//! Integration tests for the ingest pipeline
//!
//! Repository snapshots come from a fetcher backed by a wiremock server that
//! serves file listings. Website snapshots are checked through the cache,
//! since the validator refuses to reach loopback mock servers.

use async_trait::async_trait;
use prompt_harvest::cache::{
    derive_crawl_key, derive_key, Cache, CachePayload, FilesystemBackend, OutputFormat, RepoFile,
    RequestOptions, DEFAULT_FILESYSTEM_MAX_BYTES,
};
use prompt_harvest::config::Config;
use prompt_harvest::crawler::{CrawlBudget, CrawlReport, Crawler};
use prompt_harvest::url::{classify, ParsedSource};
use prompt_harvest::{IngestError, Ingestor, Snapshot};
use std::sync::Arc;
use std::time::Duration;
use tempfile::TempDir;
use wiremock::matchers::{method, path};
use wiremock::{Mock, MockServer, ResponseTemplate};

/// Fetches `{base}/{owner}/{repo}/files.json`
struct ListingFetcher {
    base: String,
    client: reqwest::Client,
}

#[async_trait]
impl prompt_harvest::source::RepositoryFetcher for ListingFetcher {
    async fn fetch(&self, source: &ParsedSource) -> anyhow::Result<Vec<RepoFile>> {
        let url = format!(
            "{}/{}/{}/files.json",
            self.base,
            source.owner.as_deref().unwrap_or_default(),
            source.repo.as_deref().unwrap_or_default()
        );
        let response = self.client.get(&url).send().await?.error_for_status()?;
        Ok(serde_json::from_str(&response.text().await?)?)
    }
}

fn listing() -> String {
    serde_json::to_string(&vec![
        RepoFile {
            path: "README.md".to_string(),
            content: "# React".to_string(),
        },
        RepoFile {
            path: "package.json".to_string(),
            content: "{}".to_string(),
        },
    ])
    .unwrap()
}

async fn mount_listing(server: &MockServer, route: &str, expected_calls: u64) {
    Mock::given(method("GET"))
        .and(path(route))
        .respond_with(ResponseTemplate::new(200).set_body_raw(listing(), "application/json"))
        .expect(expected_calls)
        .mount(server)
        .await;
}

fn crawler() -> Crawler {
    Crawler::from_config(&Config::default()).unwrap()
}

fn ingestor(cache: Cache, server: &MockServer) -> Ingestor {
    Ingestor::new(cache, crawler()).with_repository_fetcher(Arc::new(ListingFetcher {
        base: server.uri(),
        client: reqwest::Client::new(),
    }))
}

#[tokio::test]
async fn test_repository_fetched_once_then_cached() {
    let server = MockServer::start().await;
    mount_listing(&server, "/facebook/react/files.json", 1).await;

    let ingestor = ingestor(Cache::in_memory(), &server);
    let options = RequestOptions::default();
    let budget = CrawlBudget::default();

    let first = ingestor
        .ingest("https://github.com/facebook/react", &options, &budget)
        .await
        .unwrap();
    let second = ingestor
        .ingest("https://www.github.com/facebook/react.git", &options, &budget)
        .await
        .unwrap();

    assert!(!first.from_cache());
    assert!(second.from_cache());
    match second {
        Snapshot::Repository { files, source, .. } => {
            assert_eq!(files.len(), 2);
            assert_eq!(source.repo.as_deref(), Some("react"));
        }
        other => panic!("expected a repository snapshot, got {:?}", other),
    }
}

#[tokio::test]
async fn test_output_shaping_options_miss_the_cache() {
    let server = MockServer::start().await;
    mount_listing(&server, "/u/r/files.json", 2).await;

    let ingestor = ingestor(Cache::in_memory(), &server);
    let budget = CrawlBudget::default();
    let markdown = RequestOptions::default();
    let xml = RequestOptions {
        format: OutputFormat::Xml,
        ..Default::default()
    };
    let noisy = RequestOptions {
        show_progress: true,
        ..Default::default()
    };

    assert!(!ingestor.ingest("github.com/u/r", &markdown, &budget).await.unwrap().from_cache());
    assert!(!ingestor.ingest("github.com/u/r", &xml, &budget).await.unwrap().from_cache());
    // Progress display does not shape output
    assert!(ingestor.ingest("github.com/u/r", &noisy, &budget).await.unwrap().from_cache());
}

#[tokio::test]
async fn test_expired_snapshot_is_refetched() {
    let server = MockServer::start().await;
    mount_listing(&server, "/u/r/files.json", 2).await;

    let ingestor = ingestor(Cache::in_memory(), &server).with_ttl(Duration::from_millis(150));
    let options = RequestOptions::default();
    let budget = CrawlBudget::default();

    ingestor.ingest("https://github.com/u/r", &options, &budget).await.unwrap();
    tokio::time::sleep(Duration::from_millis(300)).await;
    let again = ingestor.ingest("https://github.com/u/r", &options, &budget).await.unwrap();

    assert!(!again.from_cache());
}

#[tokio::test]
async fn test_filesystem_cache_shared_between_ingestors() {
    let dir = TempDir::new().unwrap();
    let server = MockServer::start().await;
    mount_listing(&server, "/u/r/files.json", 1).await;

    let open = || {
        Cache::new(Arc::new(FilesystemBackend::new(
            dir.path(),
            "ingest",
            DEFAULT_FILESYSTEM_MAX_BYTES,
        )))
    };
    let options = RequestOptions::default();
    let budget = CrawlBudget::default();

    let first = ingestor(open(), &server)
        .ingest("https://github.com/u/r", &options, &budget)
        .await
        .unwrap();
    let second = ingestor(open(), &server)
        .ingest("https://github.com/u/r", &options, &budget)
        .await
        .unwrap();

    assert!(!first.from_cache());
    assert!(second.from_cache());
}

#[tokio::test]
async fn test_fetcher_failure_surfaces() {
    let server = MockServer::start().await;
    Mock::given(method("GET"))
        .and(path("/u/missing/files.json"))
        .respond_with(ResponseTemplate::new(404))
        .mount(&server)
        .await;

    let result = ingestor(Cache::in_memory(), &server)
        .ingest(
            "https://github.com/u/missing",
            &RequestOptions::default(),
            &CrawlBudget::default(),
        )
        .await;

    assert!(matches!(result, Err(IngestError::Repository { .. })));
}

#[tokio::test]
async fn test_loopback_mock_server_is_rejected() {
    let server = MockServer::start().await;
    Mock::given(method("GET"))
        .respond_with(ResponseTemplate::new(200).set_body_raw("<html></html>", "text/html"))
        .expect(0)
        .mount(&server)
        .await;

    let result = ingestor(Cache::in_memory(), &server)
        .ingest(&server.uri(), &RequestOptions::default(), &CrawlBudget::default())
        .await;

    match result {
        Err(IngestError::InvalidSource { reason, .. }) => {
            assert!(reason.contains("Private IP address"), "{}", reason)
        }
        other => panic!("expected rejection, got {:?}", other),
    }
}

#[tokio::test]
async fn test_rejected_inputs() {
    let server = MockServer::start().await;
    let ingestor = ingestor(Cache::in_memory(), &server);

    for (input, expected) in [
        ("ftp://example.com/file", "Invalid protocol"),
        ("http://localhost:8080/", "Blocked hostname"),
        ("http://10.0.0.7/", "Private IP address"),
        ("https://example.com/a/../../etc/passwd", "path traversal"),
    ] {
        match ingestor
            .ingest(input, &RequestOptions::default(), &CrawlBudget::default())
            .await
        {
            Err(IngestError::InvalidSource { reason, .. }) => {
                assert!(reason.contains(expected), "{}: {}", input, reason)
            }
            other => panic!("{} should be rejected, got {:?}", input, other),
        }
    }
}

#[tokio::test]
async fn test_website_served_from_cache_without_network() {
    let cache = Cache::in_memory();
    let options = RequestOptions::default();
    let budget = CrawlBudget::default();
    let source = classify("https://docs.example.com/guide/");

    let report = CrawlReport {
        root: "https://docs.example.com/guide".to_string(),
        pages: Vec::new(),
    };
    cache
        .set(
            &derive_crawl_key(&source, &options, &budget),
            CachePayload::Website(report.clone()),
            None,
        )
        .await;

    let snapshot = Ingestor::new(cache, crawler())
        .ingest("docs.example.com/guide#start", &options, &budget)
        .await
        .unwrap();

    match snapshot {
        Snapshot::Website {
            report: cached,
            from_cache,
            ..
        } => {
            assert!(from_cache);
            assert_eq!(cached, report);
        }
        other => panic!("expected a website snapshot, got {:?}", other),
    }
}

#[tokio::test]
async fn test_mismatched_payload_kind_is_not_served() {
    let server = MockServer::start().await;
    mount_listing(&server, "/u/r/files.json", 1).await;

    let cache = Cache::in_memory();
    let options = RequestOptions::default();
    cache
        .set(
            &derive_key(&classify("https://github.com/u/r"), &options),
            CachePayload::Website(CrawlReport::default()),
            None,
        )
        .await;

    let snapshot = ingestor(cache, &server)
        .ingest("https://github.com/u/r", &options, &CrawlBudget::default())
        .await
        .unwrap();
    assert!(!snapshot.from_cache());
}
...
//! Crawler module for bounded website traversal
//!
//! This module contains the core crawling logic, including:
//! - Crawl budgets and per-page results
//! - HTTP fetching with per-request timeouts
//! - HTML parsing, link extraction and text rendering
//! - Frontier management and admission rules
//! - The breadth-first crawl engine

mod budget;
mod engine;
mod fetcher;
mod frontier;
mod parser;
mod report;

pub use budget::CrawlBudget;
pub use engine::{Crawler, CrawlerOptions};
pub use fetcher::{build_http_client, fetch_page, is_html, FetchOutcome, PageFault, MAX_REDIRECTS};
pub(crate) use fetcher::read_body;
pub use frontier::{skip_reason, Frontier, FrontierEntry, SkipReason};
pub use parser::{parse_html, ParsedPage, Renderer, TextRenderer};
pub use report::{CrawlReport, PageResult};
...
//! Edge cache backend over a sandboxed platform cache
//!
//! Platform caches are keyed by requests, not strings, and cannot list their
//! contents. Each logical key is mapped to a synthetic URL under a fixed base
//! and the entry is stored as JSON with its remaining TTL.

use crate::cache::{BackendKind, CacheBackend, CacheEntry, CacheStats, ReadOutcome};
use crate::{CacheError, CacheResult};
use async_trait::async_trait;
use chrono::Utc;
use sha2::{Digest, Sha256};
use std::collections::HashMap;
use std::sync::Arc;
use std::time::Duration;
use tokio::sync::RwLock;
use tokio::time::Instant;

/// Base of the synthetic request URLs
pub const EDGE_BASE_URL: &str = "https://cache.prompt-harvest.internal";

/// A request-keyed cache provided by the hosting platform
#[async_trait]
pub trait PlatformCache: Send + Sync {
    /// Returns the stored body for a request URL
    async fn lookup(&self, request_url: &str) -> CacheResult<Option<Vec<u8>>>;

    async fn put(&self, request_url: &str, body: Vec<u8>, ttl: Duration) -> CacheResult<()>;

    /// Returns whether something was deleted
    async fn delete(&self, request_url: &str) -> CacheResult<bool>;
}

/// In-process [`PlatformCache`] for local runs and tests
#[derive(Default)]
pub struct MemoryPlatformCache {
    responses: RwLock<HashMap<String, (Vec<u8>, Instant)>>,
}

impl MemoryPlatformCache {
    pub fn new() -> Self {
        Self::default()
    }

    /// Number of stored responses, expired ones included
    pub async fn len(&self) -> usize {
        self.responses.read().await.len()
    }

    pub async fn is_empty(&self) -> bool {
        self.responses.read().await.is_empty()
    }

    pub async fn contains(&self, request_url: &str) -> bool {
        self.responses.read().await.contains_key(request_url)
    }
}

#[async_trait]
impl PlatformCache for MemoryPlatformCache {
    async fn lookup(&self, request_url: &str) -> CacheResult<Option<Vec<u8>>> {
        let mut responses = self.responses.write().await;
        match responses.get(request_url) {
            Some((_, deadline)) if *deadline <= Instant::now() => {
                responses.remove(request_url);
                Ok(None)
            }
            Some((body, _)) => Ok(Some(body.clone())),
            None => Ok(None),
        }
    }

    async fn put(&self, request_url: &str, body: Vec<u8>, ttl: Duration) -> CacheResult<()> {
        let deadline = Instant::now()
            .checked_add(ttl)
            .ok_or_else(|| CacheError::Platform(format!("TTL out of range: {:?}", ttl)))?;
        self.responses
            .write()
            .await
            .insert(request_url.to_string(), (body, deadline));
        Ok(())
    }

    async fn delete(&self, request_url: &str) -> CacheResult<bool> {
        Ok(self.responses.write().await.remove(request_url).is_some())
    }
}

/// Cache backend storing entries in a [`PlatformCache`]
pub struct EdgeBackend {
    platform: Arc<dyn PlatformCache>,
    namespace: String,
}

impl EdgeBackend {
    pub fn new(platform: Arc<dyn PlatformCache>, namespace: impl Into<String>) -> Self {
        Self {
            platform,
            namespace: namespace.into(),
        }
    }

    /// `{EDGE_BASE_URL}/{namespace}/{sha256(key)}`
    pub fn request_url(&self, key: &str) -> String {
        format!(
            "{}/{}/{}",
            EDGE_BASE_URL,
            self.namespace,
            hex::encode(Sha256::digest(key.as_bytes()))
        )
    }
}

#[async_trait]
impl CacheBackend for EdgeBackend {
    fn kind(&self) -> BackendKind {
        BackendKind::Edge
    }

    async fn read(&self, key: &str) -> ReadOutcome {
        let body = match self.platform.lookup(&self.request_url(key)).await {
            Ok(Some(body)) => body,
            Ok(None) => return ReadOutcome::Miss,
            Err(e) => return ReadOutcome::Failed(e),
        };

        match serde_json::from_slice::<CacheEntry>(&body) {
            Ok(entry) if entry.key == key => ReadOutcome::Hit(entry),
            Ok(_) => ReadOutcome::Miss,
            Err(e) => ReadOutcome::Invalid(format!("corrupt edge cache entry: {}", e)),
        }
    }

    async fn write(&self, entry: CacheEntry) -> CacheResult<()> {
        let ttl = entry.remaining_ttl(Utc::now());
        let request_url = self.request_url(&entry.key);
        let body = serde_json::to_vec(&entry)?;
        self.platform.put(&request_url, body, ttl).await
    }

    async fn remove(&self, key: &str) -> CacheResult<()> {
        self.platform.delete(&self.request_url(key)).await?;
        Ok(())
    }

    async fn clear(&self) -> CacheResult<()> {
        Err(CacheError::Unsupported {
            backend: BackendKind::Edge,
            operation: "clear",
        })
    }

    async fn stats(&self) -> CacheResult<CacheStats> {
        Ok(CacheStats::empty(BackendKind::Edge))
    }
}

### Problem details
Lines holding the string "tests": find them in the listing above and copy each one.

### Output of the exercise
//! Integration tests for the ingest pipeline
/// In-process [`PlatformCache`] for local runs and tests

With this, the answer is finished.